EKREM BEY VIP SENDROMU YARATIYOR

  Gitmiş olduğum lokantanın ilerleyen saatlerinde tam da karşımda ki masada oturan kişi Belediyenin olumlu çalışmalarından söz ettikten sonra başkanın seçim öncesi olan tavırlarında büyük değişiklik olduğunu da hatırlattı.

  Nasıl? Diye sordum.

  Yakın bir zaman önce Ekrem Başkanı ziyaret ettiklerini, ruhsat almadıkları bir yerin hakkında konuştuklarını ve aldıkları cevabı harfi harfine söyledi;

  “ Oraya ruhsat vermem. Mezardan Atatürk çıksa yine de vermem! “ Belli ki Ekrem Başkan Atatürk’ü en üst makam kabul ediyor. Kararlılığını da sürdürmek adına Atatürk ismini kullanıyor.

 Kararlılık güzel şey… Yasal olmayan durumlarda şehrin, insanların çıkarı adına dik durmak da ayrı bir erdem ve iradedir. Bu konuda şehrimize yenilik getirmeyi, şehrin yıllardır altı oyulan sanatsal gerçeğini fark edip onu tekrar şehrin salonlarına, sahiline, çeşitli bölgelerine; heykel olarak, çay bahçesi olarak, sanatsal etkinlikler şeklinde getirmesini de kutluyorum.

 Bütün bu kutlamalar içinde karşımdaki masada oturan ve ciddiyetine, samimiyetine inandığım insanın Ekrem Başkan İçin VIP Sendromu hatırlatmasını da düşünüyorum.

  Yakın zaman önce John J. Ross’un kitabını okudum. Çok önemli bir kitap! Shakespeare’nin Titremesi Orwell’in Öksürüğü olarak yayınlandı. İçinde önemli kişilerden söz ediyor. Onların bilmediğimiz gerçeklerinden.

  O kişilerden birisi de Jack London. Bu kadar önemli bir yazar hale gelen insanın kibrini, gururunu ve trajik sonunu edebi, sosyolojik bir dille yaşama büyük bir erdem kabul eden biz okurlara armağan etmiş. Kutluyorum…

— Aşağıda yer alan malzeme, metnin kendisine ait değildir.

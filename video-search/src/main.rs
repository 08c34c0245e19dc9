//! Video Search Main Entry Point
//!
//! Provisions the search indexes, serves the query API over HTTP and consumes video and
//! creator events from Kafka until shutdown.

use dotenv::dotenv;
use std::env;
use tracing::{error, info};
use tracing_subscriber::{layer::SubscriberExt, util::SubscriberInitExt, EnvFilter};
use video_search::server::{create_app, run_server};
use video_search::{Dependencies, IndexingError};

/// Initialize tracing/logging.
fn init_tracing() {
    let filter = EnvFilter::try_from_default_env()
        .unwrap_or_else(|_| EnvFilter::new("video_search=info,video_search_repository=info"));

    let json_output = env::var("LOG_FORMAT")
        .map(|format| format.eq_ignore_ascii_case("json"))
        .unwrap_or(false);

    if json_output {
        tracing_subscriber::registry()
            .with(filter)
            .with(
                tracing_subscriber::fmt::layer()
                    .json()
                    .with_target(true)
                    .with_thread_ids(true),
            )
            .init();

        info!(
            service_name = "video-search",
            service_version = env!("CARGO_PKG_VERSION"),
            "Tracing initialized with JSON format"
        );
    } else {
        tracing_subscriber::registry()
            .with(filter)
            .with(tracing_subscriber::fmt::layer().with_target(true).pretty())
            .init();

        info!(
            service_name = "video-search",
            service_version = env!("CARGO_PKG_VERSION"),
            "Tracing initialized with console output"
        );
    }
}

#[tokio::main]
async fn main() -> Result<(), IndexingError> {
    dotenv().ok();

    init_tracing();

    info!("Starting video search");

    let mut deps = match Dependencies::new().await {
        Ok(deps) => {
            info!("Dependencies initialized successfully");
            deps
        }
        Err(e) => {
            error!(error = %e, "Failed to initialize dependencies");
            return Err(e);
        }
    };

    let app = create_app(deps.query_engine.clone());
    let server_handle = tokio::spawn(run_server(app, deps.http_addr));

    let result = deps.orchestrator.run().await;
    server_handle.abort();

    match result {
        Ok(()) => {
            info!("Video search stopped");
            Ok(())
        }
        Err(e) => {
            error!(error = %e, "Video search failed");
            Err(e.into())
        }
    }
}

 Ekrem Başkan da belli ki iyi bir eğitim almış. Öz güveni yerinde! Siyasetin cilveleriyle pek uğraşmayacağım, der gibi. Nasıl olsa bir kere seçildim; gerisi bana ne! Benim kıymetimi bilmeyen şehrin geleceğinde seçime girsem ne olur girmesem ne olur! Onunla konuşan bazı insanların algıları bu şekilde…

 Seçimden önce cadde cadde, dükkân dükkan gezen, gülücükler dağıtan Ekrem Başkanın bu kadar hızlı değişimin iyi analiz etmek için gerçekten sosyoloji dilinden anlamak gerek. Nasrettin Hocanın da Timur’a gidip köylüleri filden kurtaracağı yerde, bir fil daha istediğini de hatırlamak gerekir…

 Ben yine arkadaşımın Ekrem Başkan için VIP Sendromu içerisinde;etrafını VIP gururuyla kuşatma iddiasını irdelemek istiyorum.

  Nedir VIP Sendromu?

  Karşı masada oturan arkadaşın izahı konuyu daha da derinleştiriyor. Ben ona Jack London’u hatırlatıyorum;

Jack London’un önemli kişi haline dönüşmesi, ünlü olduktan sonra önceliğin, inisiyatifin büyüsü altında nasıl bir hüsran yaşadığını ilgiyle dinliyor.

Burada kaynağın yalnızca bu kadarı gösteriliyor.